TASK STATEMENT: Below are records; how many of their lines contain "later"? Reply with the number and no other words.

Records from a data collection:
┌──
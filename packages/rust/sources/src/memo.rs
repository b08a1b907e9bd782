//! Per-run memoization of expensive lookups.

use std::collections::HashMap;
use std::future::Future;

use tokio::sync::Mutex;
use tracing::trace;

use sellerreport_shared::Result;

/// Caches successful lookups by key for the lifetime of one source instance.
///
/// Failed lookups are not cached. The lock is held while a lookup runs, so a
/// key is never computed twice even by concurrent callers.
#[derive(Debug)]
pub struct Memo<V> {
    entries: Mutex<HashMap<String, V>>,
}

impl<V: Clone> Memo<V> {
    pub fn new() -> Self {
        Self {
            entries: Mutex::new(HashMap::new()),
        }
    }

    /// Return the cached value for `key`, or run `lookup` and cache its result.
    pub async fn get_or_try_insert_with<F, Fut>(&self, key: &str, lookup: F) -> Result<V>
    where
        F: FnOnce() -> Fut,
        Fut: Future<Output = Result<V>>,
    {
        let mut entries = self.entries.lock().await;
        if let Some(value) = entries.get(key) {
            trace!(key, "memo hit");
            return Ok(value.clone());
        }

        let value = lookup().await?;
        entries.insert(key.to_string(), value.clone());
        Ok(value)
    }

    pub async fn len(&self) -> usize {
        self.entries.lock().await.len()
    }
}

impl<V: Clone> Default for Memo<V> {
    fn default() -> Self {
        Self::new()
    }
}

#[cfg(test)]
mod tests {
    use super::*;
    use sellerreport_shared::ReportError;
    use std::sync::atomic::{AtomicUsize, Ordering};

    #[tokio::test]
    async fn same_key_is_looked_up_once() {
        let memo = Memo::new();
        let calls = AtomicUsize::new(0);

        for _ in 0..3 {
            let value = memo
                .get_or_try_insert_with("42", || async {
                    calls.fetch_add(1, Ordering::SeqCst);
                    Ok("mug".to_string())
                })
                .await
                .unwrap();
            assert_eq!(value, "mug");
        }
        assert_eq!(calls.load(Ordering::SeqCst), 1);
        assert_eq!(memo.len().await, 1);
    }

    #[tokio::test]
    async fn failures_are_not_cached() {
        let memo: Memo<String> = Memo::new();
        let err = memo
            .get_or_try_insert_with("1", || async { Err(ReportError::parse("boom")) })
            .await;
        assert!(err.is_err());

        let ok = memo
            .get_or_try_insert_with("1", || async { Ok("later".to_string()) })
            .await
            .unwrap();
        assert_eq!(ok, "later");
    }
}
└──
OUTPUT FOR THIS EXERCISE: 2